The Wildwood Crest branch serves all four of that island’s communities: Wildwood (pop. 5,436), N. Wildwood (4,935), Wildwood Crest (3,980) and W. Wildwood (448).
What We Would Do:
- Include all 16 municipalities in long-range planning. Give off-shore communities with large year-round populations a fairer proportion of library system resources than the current Freeholders do.
- Develop partnerships with public schools to create after-school public access to their libraries, and integrate them with the County library system. Expanding hours, staff and inventory in school libraries will cost much less than building, staffing and filling new stand-alone libraries.
Issue: We Have Time For You
Example:
We invited the current Freeholders to join us in 14 candidate forums throughout the County, in various locations and times, over a seven week period in September and October. They declined.

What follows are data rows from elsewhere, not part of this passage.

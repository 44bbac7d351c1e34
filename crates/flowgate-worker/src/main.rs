use anyhow::{Context, Result};
use flowgate_core::StateMap;
use flowgate_engine::run_supervised;
use flowgate_worker::{bootstrap, WorkerConfig};
use tokio_util::sync::CancellationToken;
use tracing_subscriber::{layer::SubscriberExt, util::SubscriberInitExt};

#[tokio::main]
async fn main() -> Result<()> {
    // Load .env before the filter reads RUST_LOG
    let dotenv = dotenvy::dotenv();

    tracing_subscriber::registry()
        .with(
            tracing_subscriber::EnvFilter::try_from_default_env()
                .unwrap_or_else(|_| "flowgate_worker=debug,flowgate_engine=info".into()),
        )
        .with(tracing_subscriber::fmt::layer())
        .init();

    if let Ok(path) = dotenv {
        tracing::info!("Loaded .env from {:?}", path);
    }

    tracing::info!("flowgate-worker starting...");

    let config = WorkerConfig::from_env();
    tracing::info!(
        demo_events = config.demo_events,
        run_workflow = ?config.run_workflow,
        restart_delay_ms = config.restart_delay.as_millis() as u64,
        "Worker configured"
    );

    let platform = bootstrap::platform();
    tracing::info!(
        agents = platform.list_agents().len(),
        workflows = platform.list_workflows().len(),
        "Platform bootstrapped"
    );

    let cancel = CancellationToken::new();
    let supervisor = tokio::spawn(run_supervised(
        platform.orchestrator(),
        cancel.clone(),
        config.restart_delay,
    ));

    if let Some(workflow_id) = &config.run_workflow {
        let instance = platform
            .trigger_workflow(workflow_id, StateMap::new(), &cancel)
            .await
            .with_context(|| format!("Failed to run workflow '{workflow_id}'"))?;
        let json = serde_json::to_string_pretty(&instance)
            .context("Failed to serialize workflow instance")?;
        tracing::info!(
            instance_id = %instance.instance_id,
            status = %instance.status,
            "Workflow run finished\n{json}"
        );
    }

    if config.demo_events {
        for event in bootstrap::demo_events() {
            tracing::debug!(event_type = %event.event_type, "Publishing demo event");
            platform
                .publish_event(event)
                .await
                .context("Failed to publish demo event")?;
        }
    }

    tracing::info!("Worker ready, waiting for shutdown signal...");
    tokio::signal::ctrl_c()
        .await
        .context("Failed to listen for shutdown signal")?;
    tracing::info!("Received shutdown signal");

    cancel.cancel();
    supervisor.await.context("Orchestrator supervisor panicked")?;

    let dashboard = platform.dashboard().await.context("Failed to build dashboard")?;
    tracing::info!(
        workflows = dashboard.summary.total_workflows_executed,
        cost_saved = %dashboard.summary.total_cost_saved,
        audit_entries = dashboard.total_audit_entries,
        "Worker shutdown complete"
    );
    Ok(())
}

We invited them to participate in one televised debate on their new County government TV show on NBC-40. They have not responded.
What We Are Doing:
Our goal is to give you, the voter, more opportunities to meet us, ask us your questions and tell us your views on how to better run our County.
We are going door-to-door throughout the County.
You should have a chance to ask questions of all the candidates more than just one hour on one night in Cape May Court House.
The current Freeholders aren’t interested. As quoted in the July 28, 2007 Press of Atlantic City, Mr. Thornton is too busy to talk with you and Mr. Bakley is only interested in same old, same old:
Thornton said a large number of forums is not practical among his other professional responsibilities.
“It’s very difficult to say we’re going to sit down and try to schedule things, especially when you’re a sitting incumbent office holder, because there are so many demands on your time,” he said.
Bakley also said such a number of public forums before the election is not practical.
“I think one debate, that’s the way it’s always been and I see no reason why that should be changed,” he said.
“We always have one debate that’s scheduled with the League of Women Voters, and I think that should do it.”
--from Press of Atlantic City, July 28, 2007 by Brian Ianieri
We are working to set up forums in as many of our towns as possible between now and election day, November 6, 2007. If you would like to have a meeting with us at your convenience, please contact our campaign manager, Todd Alexis, Todd@bacherjackson.com.
Issue: Health Care
Example :
The County offers free flu shots in Cape May Court House each year. Some people who need shots don’t live nearby and don’t have a car.
What We Would Do:
Advocate for the County to offer rotating free flu shot clinics in every municipality. The same medical staff can offer flu shots in public schools, fire halls and other public buildings in all 16 municipalities. (If it can be done at a car dealership, it can be done just about anywhere.)
Issue: Beesley's Point Bridge
This is not only an evacuation issue. Seniors with a lifetime of visiting doctors in Somers Point via Route 9 now have a choice of braving the Garden State Parkway’s speed, traffic and trucks, or driving through Ocean City to get to their physician, as some have told us they do.
We support Assemblyman and State Senate Candidate Jeff Van Drew’s plan to open the bridge. This plan is supported by four of the five current Freeholders. Freeholder Gerald Thornton opposes this plan.
Issue: Hurricane Preparedness
Example:
The County sponsors one Hurricane Preparedness Conference per year, in the last week of September. This is too little too late.
The 2006 Conference included a study that revealed the current evacuation plan is inadequate.
What We Would Do:
Rather than waiting for the State and Federal governments to fund a revised evacuation plan, the County should make it happen now.
The hurricane season lasts from June through November. Most intense storms develop in late August and September. If there is useful information that the public needs to know, the County should sponsor a series of conferences in several barrier island towns in May, June and July. Making people come to Crest Haven doesn’t work. One conference is too little. Late September is too late.